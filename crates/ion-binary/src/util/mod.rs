//! Utility modules.

pub mod datetime;
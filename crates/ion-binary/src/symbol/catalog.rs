//! Catalogs of shared symbol tables.

use std::collections::BTreeMap;
use std::fmt::Debug;
use std::sync::{Arc, RwLock};

use rustc_hash::FxHashMap;

use crate::symbol::SharedSymbolTable;

/// Source of shared symbol tables for resolving imports.
pub trait Catalog: Debug + Send + Sync {
    /// Returns the table `name` at `version`, or the best available stand-in.
    ///
    /// `max_id` is the size the importing stream declared, if any.
    fn resolve(
        &self,
        name: &str,
        version: u32,
        max_id: Option<usize>,
    ) -> Option<Arc<SharedSymbolTable>>;
}

/// In-memory catalog.
///
/// Resolves the exact version when present, else the highest version below the
/// requested one, else nothing.
#[derive(Debug, Default)]
pub struct SimpleCatalog {
    tables: RwLock<FxHashMap<String, BTreeMap<u32, Arc<SharedSymbolTable>>>>,
}

impl SimpleCatalog {
    pub fn new() -> SimpleCatalog {
        SimpleCatalog::default()
    }

    /// Adds (or replaces) a table.
    pub fn put(&self, table: impl Into<Arc<SharedSymbolTable>>) {
        let table = table.into();
        let mut tables = self
            .tables
            .write()
            .unwrap_or_else(|poisoned| poisoned.into_inner());
        tables
            .entry(table.name().to_string())
            .or_default()
            .insert(table.version(), table);
    }

    /// Number of tables held.
    pub fn len(&self) -> usize {
        self.tables
            .read()
            .unwrap_or_else(|poisoned| poisoned.into_inner())
            .values()
            .map(BTreeMap::len)
            .sum()
    }

    pub fn is_empty(&self) -> bool {
        self.len() == 0
    }
}

impl Catalog for SimpleCatalog {
    fn resolve(
        &self,
        name: &str,
        version: u32,
        _max_id: Option<usize>,
    ) -> Option<Arc<SharedSymbolTable>> {
        let tables = self
            .tables
            .read()
            .unwrap_or_else(|poisoned| poisoned.into_inner());
        let versions = tables.get(name)?;
        versions
            .range(..=version)
            .next_back()
            .map(|(_, table)| Arc::clone(table))
    }
}

#[cfg(test)]
mod tests {
    use super::*;

    fn catalog() -> SimpleCatalog {
        let catalog = SimpleCatalog::new();
        catalog.put(SharedSymbolTable::new("t", 1, ["a"]));
        catalog.put(SharedSymbolTable::new("t", 3, ["a", "b", "c"]));
        catalog
    }

    #[test]
    fn test_exact_match() {
        let table = catalog().resolve("t", 3, None).unwrap();
        assert_eq!(table.version(), 3);
    }

    #[test]
    fn test_highest_lower_version() {
        let table = catalog().resolve("t", 2, Some(2)).unwrap();
        assert_eq!(table.version(), 1);
        let table = catalog().resolve("t", 9, None).unwrap();
        assert_eq!(table.version(), 3);
    }

    #[test]
    fn test_missing() {
        let catalog = catalog();
        assert!(catalog.resolve("other", 1, None).is_none());
        assert!(catalog.resolve("t", 0, None).is_none());
        assert_eq!(catalog.len(), 2);
    }
}
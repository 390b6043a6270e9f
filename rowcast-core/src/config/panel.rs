//! Panel configuration
//!
//! Describes the logical surface the application draws on and how the
//! panel is driven. Surfaces are sized once from this configuration and
//! never resized.

use rowcast_hal::SpiConfig;

#[cfg(feature = "serde")]
use serde::{Deserialize, Serialize};

/// Highest rotation index (quarter turns)
pub const MAX_ROTATION: u8 = 3;

/// Configuration errors
#[derive(Debug, Clone, Copy, PartialEq, Eq)]
#[cfg_attr(feature = "defmt", derive(defmt::Format))]
pub enum ConfigError {
    /// Surface width is zero
    ZeroWidth,
    /// Surface height is zero
    ZeroHeight,
    /// Surface does not fit the static buffer capacity
    SurfaceTooLarge,
    /// Line scratch buffer cannot hold a full decoded row
    LineBufferTooSmall,
    /// Rotation outside 0..=3
    InvalidRotation,
    /// Target frame rate of zero
    InvalidFrameRate,
    /// Serialized config does not fit the output buffer
    Serialize,
    /// Serialized config could not be decoded
    Deserialize,
}

/// Display panel configuration
#[derive(Debug, Clone, Copy, PartialEq, Eq)]
#[cfg_attr(feature = "defmt", derive(defmt::Format))]
#[cfg_attr(feature = "serde", derive(Serialize, Deserialize))]
pub struct PanelConfig {
    /// Logical width in pixels (after rotation)
    pub width: u16,
    /// Logical height in pixels (after rotation)
    pub height: u16,
    /// Panel rotation in quarter turns (0-3)
    pub rotation: u8,
    /// Animation frame rate the caller paces `flip()` at
    pub target_fps: u16,
    /// Panel bus settings
    pub spi: SpiConfig,
}

impl Default for PanelConfig {
    /// 480x320 landscape ILI9488 on a 40 MHz bus
    fn default() -> Self {
        Self {
            width: 480,
            height: 320,
            rotation: 3,
            target_fps: 60,
            spi: SpiConfig::default(),
        }
    }
}

impl PanelConfig {
    /// Create a config with default bus settings and frame rate
    pub fn new(width: u16, height: u16, rotation: u8) -> Self {
        Self {
            width,
            height,
            rotation,
            ..Self::default()
        }
    }

    /// Check the configuration for values the engine cannot work with
    pub fn validate(&self) -> Result<(), ConfigError> {
        if self.width == 0 {
            return Err(ConfigError::ZeroWidth);
        }
        if self.height == 0 {
            return Err(ConfigError::ZeroHeight);
        }
        if self.rotation > MAX_ROTATION {
            return Err(ConfigError::InvalidRotation);
        }
        if self.target_fps == 0 {
            return Err(ConfigError::InvalidFrameRate);
        }
        Ok(())
    }

    /// Width in the panel's native memory orientation
    ///
    /// Odd rotations swap the axes.
    pub fn panel_width(&self) -> u16 {
        if self.rotation & 1 == 1 {
            self.height
        } else {
            self.width
        }
    }

    /// Height in the panel's native memory orientation
    pub fn panel_height(&self) -> u16 {
        if self.rotation & 1 == 1 {
            self.width
        } else {
            self.height
        }
    }

    /// Serialize to postcard binary, returning the used part of `buf`
    #[cfg(feature = "serde")]
    pub fn to_postcard<'a>(&self, buf: &'a mut [u8]) -> Result<&'a mut [u8], ConfigError> {
        postcard::to_slice(self, buf).map_err(|_| ConfigError::Serialize)
    }

    /// Deserialize from postcard binary and validate
    #[cfg(feature = "serde")]
    pub fn from_postcard(bytes: &[u8]) -> Result<Self, ConfigError> {
        let config: Self = postcard::from_bytes(bytes).map_err(|_| ConfigError::Deserialize)?;
        config.validate()?;
        Ok(config)
    }
}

---

Requirement: Each entry should be written out again exactly, with no word left out.

Task output:
filename crates/ion-binary/src/util/mod.rs
//! Utility modules.

pub mod datetime;
filename crates/ion-binary/src/symbol/catalog.rs
//! Catalogs of shared symbol tables.

use std::collections::BTreeMap;
use std::fmt::Debug;
use std::sync::{Arc, RwLock};

use rustc_hash::FxHashMap;

use crate::symbol::SharedSymbolTable;

/// Source of shared symbol tables for resolving imports.
pub trait Catalog: Debug + Send + Sync {
    /// Returns the table `name` at `version`, or the best available stand-in.
    ///
    /// `max_id` is the size the importing stream declared, if any.
    fn resolve(
        &self,
        name: &str,
        version: u32,
        max_id: Option<usize>,
    ) -> Option<Arc<SharedSymbolTable>>;
}

/// In-memory catalog.
///
/// Resolves the exact version when present, else the highest version below the
/// requested one, else nothing.
#[derive(Debug, Default)]
pub struct SimpleCatalog {
    tables: RwLock<FxHashMap<String, BTreeMap<u32, Arc<SharedSymbolTable>>>>,
}

impl SimpleCatalog {
    pub fn new() -> SimpleCatalog {
        SimpleCatalog::default()
    }

    /// Adds (or replaces) a table.
    pub fn put(&self, table: impl Into<Arc<SharedSymbolTable>>) {
        let table = table.into();
        let mut tables = self
            .tables
            .write()
            .unwrap_or_else(|poisoned| poisoned.into_inner());
        tables
            .entry(table.name().to_string())
            .or_default()
            .insert(table.version(), table);
    }

    /// Number of tables held.
    pub fn len(&self) -> usize {
        self.tables
            .read()
            .unwrap_or_else(|poisoned| poisoned.into_inner())
            .values()
            .map(BTreeMap::len)
            .sum()
    }

    pub fn is_empty(&self) -> bool {
        self.len() == 0
    }
}

impl Catalog for SimpleCatalog {
    fn resolve(
        &self,
        name: &str,
        version: u32,
        _max_id: Option<usize>,
    ) -> Option<Arc<SharedSymbolTable>> {
        let tables = self
            .tables
            .read()
            .unwrap_or_else(|poisoned| poisoned.into_inner());
        let versions = tables.get(name)?;
        versions
            .range(..=version)
            .next_back()
            .map(|(_, table)| Arc::clone(table))
    }
}

#[cfg(test)]
mod tests {
    use super::*;

    fn catalog() -> SimpleCatalog {
        let catalog = SimpleCatalog::new();
        catalog.put(SharedSymbolTable::new("t", 1, ["a"]));
        catalog.put(SharedSymbolTable::new("t", 3, ["a", "b", "c"]));
        catalog
    }

    #[test]
    fn test_exact_match() {
        let table = catalog().resolve("t", 3, None).unwrap();
        assert_eq!(table.version(), 3);
    }

    #[test]
    fn test_highest_lower_version() {
        let table = catalog().resolve("t", 2, Some(2)).unwrap();
        assert_eq!(table.version(), 1);
        let table = catalog().resolve("t", 9, None).unwrap();
        assert_eq!(table.version(), 3);
    }

    #[test]
    fn test_missing() {
        let catalog = catalog();
        assert!(catalog.resolve("other", 1, None).is_none());
        assert!(catalog.resolve("t", 0, None).is_none());
        assert_eq!(catalog.len(), 2);
    }
}
repository 390b6043a6270e9f
filename rowcast-core/src/config/panel.rs
//! Panel configuration
//!
//! Describes the logical surface the application draws on and how the
//! panel is driven. Surfaces are sized once from this configuration and
//! never resized.

use rowcast_hal::SpiConfig;

#[cfg(feature = "serde")]
use serde::{Deserialize, Serialize};

/// Highest rotation index (quarter turns)
pub const MAX_ROTATION: u8 = 3;

/// Configuration errors
#[derive(Debug, Clone, Copy, PartialEq, Eq)]
#[cfg_attr(feature = "defmt", derive(defmt::Format))]
pub enum ConfigError {
    /// Surface width is zero
    ZeroWidth,
    /// Surface height is zero
    ZeroHeight,
    /// Surface does not fit the static buffer capacity
    SurfaceTooLarge,
    /// Line scratch buffer cannot hold a full decoded row
    LineBufferTooSmall,
    /// Rotation outside 0..=3
    InvalidRotation,
    /// Target frame rate of zero
    InvalidFrameRate,
    /// Serialized config does not fit the output buffer
    Serialize,
    /// Serialized config could not be decoded
    Deserialize,
}

/// Display panel configuration
#[derive(Debug, Clone, Copy, PartialEq, Eq)]
#[cfg_attr(feature = "defmt", derive(defmt::Format))]
#[cfg_attr(feature = "serde", derive(Serialize, Deserialize))]
pub struct PanelConfig {
    /// Logical width in pixels (after rotation)
    pub width: u16,
    /// Logical height in pixels (after rotation)
    pub height: u16,
    /// Panel rotation in quarter turns (0-3)
    pub rotation: u8,
    /// Animation frame rate the caller paces `flip()` at
    pub target_fps: u16,
    /// Panel bus settings
    pub spi: SpiConfig,
}

impl Default for PanelConfig {
    /// 480x320 landscape ILI9488 on a 40 MHz bus
    fn default() -> Self {
        Self {
            width: 480,
            height: 320,
            rotation: 3,
            target_fps: 60,
            spi: SpiConfig::default(),
        }
    }
}

impl PanelConfig {
    /// Create a config with default bus settings and frame rate
    pub fn new(width: u16, height: u16, rotation: u8) -> Self {
        Self {
            width,
            height,
            rotation,
            ..Self::default()
        }
    }

    /// Check the configuration for values the engine cannot work with
    pub fn validate(&self) -> Result<(), ConfigError> {
        if self.width == 0 {
            return Err(ConfigError::ZeroWidth);
        }
        if self.height == 0 {
            return Err(ConfigError::ZeroHeight);
        }
        if self.rotation > MAX_ROTATION {
            return Err(ConfigError::InvalidRotation);
        }
        if self.target_fps == 0 {
            return Err(ConfigError::InvalidFrameRate);
        }
        Ok(())
    }

    /// Width in the panel's native memory orientation
    ///
    /// Odd rotations swap the axes.
    pub fn panel_width(&self) -> u16 {
        if self.rotation & 1 == 1 {
            self.height
        } else {
            self.width
        }
    }

    /// Height in the panel's native memory orientation
    pub fn panel_height(&self) -> u16 {
        if self.rotation & 1 == 1 {
            self.width
        } else {
            self.height
        }
    }

    /// Serialize to postcard binary, returning the used part of `buf`
    #[cfg(feature = "serde")]
    pub fn to_postcard<'a>(&self, buf: &'a mut [u8]) -> Result<&'a mut [u8], ConfigError> {
        postcard::to_slice(self, buf).map_err(|_| ConfigError::Serialize)
    }

    /// Deserialize from postcard binary and validate
    #[cfg(feature = "serde")]
    pub fn from_postcard(bytes: &[u8]) -> Result<Self, ConfigError> {
        let config: Self = postcard::from_bytes(bytes).map_err(|_| ConfigError::Deserialize)?;
        config.validate()?;
        Ok(config)
    }
}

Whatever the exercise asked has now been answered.